[Problem] Reproduce the top of the data verbatim, through and including the line that contains "pub fn win_label(side: Side)".

(Collected data entries)
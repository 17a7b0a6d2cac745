use tracing::debug;

use crate::prediction::RawPrediction;
use crate::rating::Rating;
use crate::score::Scoreline;
use crate::stats::Side;

pub const DRAW: &str = "Draw";
pub const BTTS_YES: &str = "Yes";
pub const BTTS_NO: &str = "No";

const CORNERS_CONFIDENCE: f64 = 80.0;
const HEURISTIC_WIN_THRESHOLD: f64 = 1.5;

pub fn win_label(side: Side) -> String {
    format!("{} to Win", side.label())
}

pub fn winner_of(score: Scoreline) -> Option<Side> {
    if score.a > score.b {
        Some(Side::A)
    } else if score.b > score.a {
        Some(Side::B)
    } else {
        None
    }
}

/// Winner read off the projected score, never off the ratings.
pub fn winner_from_score(score: Scoreline, strength_difference: f64) -> RawPrediction {
    let confidence = 65.0 + strength_difference.abs() * 4.0;
    match winner_of(score) {
        Some(side) => RawPrediction::new(
            win_label(side),
            confidence,
            format!(
                "{} comes out ahead in the projected {score}, backed by an attack-versus-defense differential of {:.2}.",
                side.label(),
                strength_difference.abs()
            ),
        ),
        None => RawPrediction::new(
            DRAW,
            confidence,
            format!(
                "The projected scoreline is level; an attack-versus-defense differential of {:.2} does not separate the sides.",
                strength_difference.abs()
            ),
        ),
    }
}

pub fn btts_from_score(score: Scoreline, attack_a: f64, attack_b: f64) -> RawPrediction {
    let attack_sum = attack_a + attack_b;
    if score.both_score() {
        RawPrediction::new(
            BTTS_YES,
            70.0 + attack_sum,
            "Derived directly from the score prediction. Both teams are projected to find the net.",
        )
    } else {
        RawPrediction::new(
            BTTS_NO,
            75.0 - attack_sum,
            "Derived directly from the score prediction. At least one team is expected to keep a clean sheet.",
        )
    }
}

pub fn corners(corners_a: f64, corners_b: f64) -> RawPrediction {
    // Half rounds toward +inf, so -4.5 reads as -4.
    let total = ((corners_a + corners_b) + 0.5).floor() as i64;
    RawPrediction::new(
        format!("{total} Corners"),
        CORNERS_CONFIDENCE,
        "Based on the combined sum of both teams' average corners per game.",
    )
}

/// Ties go to Team B.
pub fn fouls(fouls_a: f64, fouls_b: f64) -> RawPrediction {
    let side = if fouls_a > fouls_b { Side::A } else { Side::B };
    let gap = (fouls_a - fouls_b).abs();
    let analysis = if gap == 0.0 {
        "Both teams commit fouls at the same rate; with nothing to split them the call goes to Team B."
            .to_string()
    } else {
        format!(
            "{} averages {gap:.1} more fouls per game and is expected to be the more aggressive side.",
            side.label()
        )
    };
    RawPrediction::new(
        format!("{} to foul more", side.label()),
        60.0 + gap * 5.0,
        analysis,
    )
}

/// Overall score used by the winner-first model: own attack, less the
/// opponent's defensive rating, plus control.
pub fn overall_score(own: &Rating, opponent: &Rating) -> f64 {
    own.attack - opponent.defense + own.control_or_zero()
}

/// Winner decided from the rating differential alone. Strict comparisons:
/// a difference of exactly 1.5 is still a draw.
pub fn winner_from_ratings(a: &Rating, b: &Rating) -> RawPrediction {
    let overall_a = overall_score(a, b);
    let overall_b = overall_score(b, a);
    let diff = overall_a - overall_b;

    if diff > HEURISTIC_WIN_THRESHOLD {
        debug!(diff, "winner-first model favours team A");
        let (factor, weight) = decisive_factor(a, b);
        RawPrediction::new(
            win_label(Side::A),
            60.0 + diff * 4.0,
            format!(
                "Team A leads on overall rating {overall_a:.2} to {overall_b:.2}, driven mainly by its {factor} ({weight:+.2})."
            ),
        )
    } else if diff < -HEURISTIC_WIN_THRESHOLD {
        debug!(diff, "winner-first model favours team B");
        let (factor, weight) = decisive_factor(b, a);
        RawPrediction::new(
            win_label(Side::B),
            60.0 + diff.abs() * 4.0,
            format!(
                "Team B leads on overall rating {overall_b:.2} to {overall_a:.2}, driven mainly by its {factor} ({weight:+.2})."
            ),
        )
    } else {
        RawPrediction::new(
            DRAW,
            70.0 - diff.abs() * 5.0,
            format!(
                "Overall ratings of {overall_a:.2} and {overall_b:.2} sit within {HEURISTIC_WIN_THRESHOLD} of each other, so neither attack nor control separates the sides."
            ),
        )
    }
}

// Largest single contribution to `leader`'s overall edge over `trailer`.
fn decisive_factor(leader: &Rating, trailer: &Rating) -> (&'static str, f64) {
    let parts = [
        ("attack rating", leader.attack - trailer.attack),
        ("defensive rating", leader.defense - trailer.defense),
        (
            "control rating",
            leader.control_or_zero() - trailer.control_or_zero(),
        ),
    ];
    parts
        .into_iter()
        .fold(parts[0], |best, p| if p.1 > best.1 { p } else { best })
}

#[cfg(test)]
mod tests {
    use super::*;

    fn rating(attack: f64, defense: f64, control: f64) -> Rating {
        Rating {
            attack,
            defense,
            control: Some(control),
        }
    }

    #[test]
    fn winner_follows_score() {
        let p = winner_from_score(Scoreline::new(2, 1), -0.5);
        assert_eq!(p.outcome, "Team A to Win");
        assert_eq!(p.confidence, 67.0);

        let p = winner_from_score(Scoreline::new(0, 3), 2.0);
        assert_eq!(p.outcome, "Team B to Win");

        let p = winner_from_score(Scoreline::new(1, 1), 3.0);
        assert_eq!(p.outcome, "Draw");
        assert_eq!(p.confidence, 77.0);
    }

    #[test]
    fn btts_follows_score() {
        let yes = btts_from_score(Scoreline::new(2, 1), 4.0, 3.0);
        assert_eq!(yes.outcome, "Yes");
        assert_eq!(yes.confidence, 77.0);

        let no = btts_from_score(Scoreline::new(2, 0), 4.0, 3.0);
        assert_eq!(no.outcome, "No");
        assert_eq!(no.confidence, 68.0);
        assert!(no.analysis.contains("clean sheet"));
    }

    #[test]
    fn corners_sum_and_round() {
        let p = corners(5.0, 7.0);
        assert_eq!(p.outcome, "12 Corners");
        assert_eq!(p.confidence, 80.0);
        assert_eq!(corners(4.6, 5.1).outcome, "10 Corners");
        assert_eq!(corners(2.0, 2.5).outcome, "5 Corners");
    }

    #[test]
    fn negative_corner_halves_round_up() {
        assert_eq!(corners(-2.0, -2.5).outcome, "-4 Corners");
        assert_eq!(corners(-0.25, -0.25).outcome, "0 Corners");
        assert_eq!(corners(-3.0, -2.6).outcome, "-6 Corners");
    }

    #[test]
    fn fouls_tie_goes_to_team_b() {
        let p = fouls(11.0, 11.0);
        assert_eq!(p.outcome, "Team B to foul more");
        assert_eq!(p.confidence, 60.0);

        let p = fouls(14.0, 10.0);
        assert_eq!(p.outcome, "Team A to foul more");
        assert_eq!(p.confidence, 80.0);
    }

    #[test]
    fn heuristic_threshold_is_strict() {
        let a = rating(1.5, 0.0, 0.0);
        let b = rating(0.0, 0.0, 0.0);
        let p = winner_from_ratings(&a, &b);
        assert_eq!(p.outcome, "Draw");
        assert_eq!(p.confidence, 62.5);

        let p = winner_from_ratings(&b, &a);
        assert_eq!(p.outcome, "Draw");
    }

    #[test]
    fn heuristic_names_the_driving_rating() {
        let a = rating(1.0, 1.0, 3.0);
        let b = rating(1.0, 1.0, 0.0);
        let p = winner_from_ratings(&a, &b);
        assert_eq!(p.outcome, "Team A to Win");
        assert_eq!(p.confidence, 72.0);
        assert!(p.analysis.contains("control rating"));

        let a = rating(0.5, 0.0, 0.0);
        let b = rating(4.5, 0.0, 0.0);
        let p = winner_from_ratings(&a, &b);
        assert_eq!(p.outcome, "Team B to Win");
        assert_eq!(p.confidence, 76.0);
        assert!(p.analysis.contains("attack rating"));
    }
}
use serde::Serialize;
use serde_json::{Value, json};
use tracing::{debug, warn};

use crate::engine::PredictionEngine;
use crate::error::PredictionError;
use crate::prediction::AnalysisResult;
use crate::stats::parse_match_stats;

pub const STATUS_OK: u16 = 200;
pub const STATUS_BAD_REQUEST: u16 = 400;
pub const STATUS_INTERNAL_ERROR: u16 = 500;

/// What the surrounding server sends back: a status and a JSON body.
#[derive(Debug, Clone, PartialEq, Serialize)]
pub struct ApiResponse {
    pub status: u16,
    pub body: Value,
}

impl ApiResponse {
    pub fn ok(result: &AnalysisResult) -> Self {
        match serde_json::to_value(result) {
            Ok(body) => Self {
                status: STATUS_OK,
                body,
            },
            Err(err) => Self {
                status: STATUS_INTERNAL_ERROR,
                body: json!({ "error": format!("failed to serialize predictions: {err}") }),
            },
        }
    }

    pub fn error(err: &PredictionError) -> Self {
        Self {
            status: STATUS_BAD_REQUEST,
            body: json!({ "error": err.to_string() }),
        }
    }

    pub fn is_success(&self) -> bool {
        self.status == STATUS_OK
    }
}

pub fn predict_from_value(
    engine: PredictionEngine,
    body: &Value,
) -> Result<AnalysisResult, PredictionError> {
    let stats = parse_match_stats(body)?;
    engine.compute_predictions(&stats)
}

pub fn predict_from_json(
    engine: PredictionEngine,
    raw: &str,
) -> Result<AnalysisResult, PredictionError> {
    let body: Value = serde_json::from_str(raw.trim())?;
    predict_from_value(engine, &body)
}

pub fn handle_predict_value(engine: PredictionEngine, body: &Value) -> ApiResponse {
    respond(engine, predict_from_value(engine, body))
}

/// Entry point for a raw request body. Never returns a partial result.
pub fn handle_predict(engine: PredictionEngine, raw: &str) -> ApiResponse {
    respond(engine, predict_from_json(engine, raw))
}

fn respond(engine: PredictionEngine, outcome: Result<AnalysisResult, PredictionError>) -> ApiResponse {
    match outcome {
        Ok(result) => {
            debug!(engine = engine.name(), categories = result.len(), "prediction served");
            ApiResponse::ok(&result)
        }
        Err(err) => {
            warn!(engine = engine.name(), "prediction rejected: {err}");
            ApiResponse::error(&err)
        }
    }
}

[Task output]
repository 17a7b0a6d2cac745
use tracing::debug;

use crate::prediction::RawPrediction;
use crate::rating::Rating;
use crate::score::Scoreline;
use crate::stats::Side;

pub const DRAW: &str = "Draw";
pub const BTTS_YES: &str = "Yes";
pub const BTTS_NO: &str = "No";

const CORNERS_CONFIDENCE: f64 = 80.0;
const HEURISTIC_WIN_THRESHOLD: f64 = 1.5;

pub fn win_label(side: Side) -> String {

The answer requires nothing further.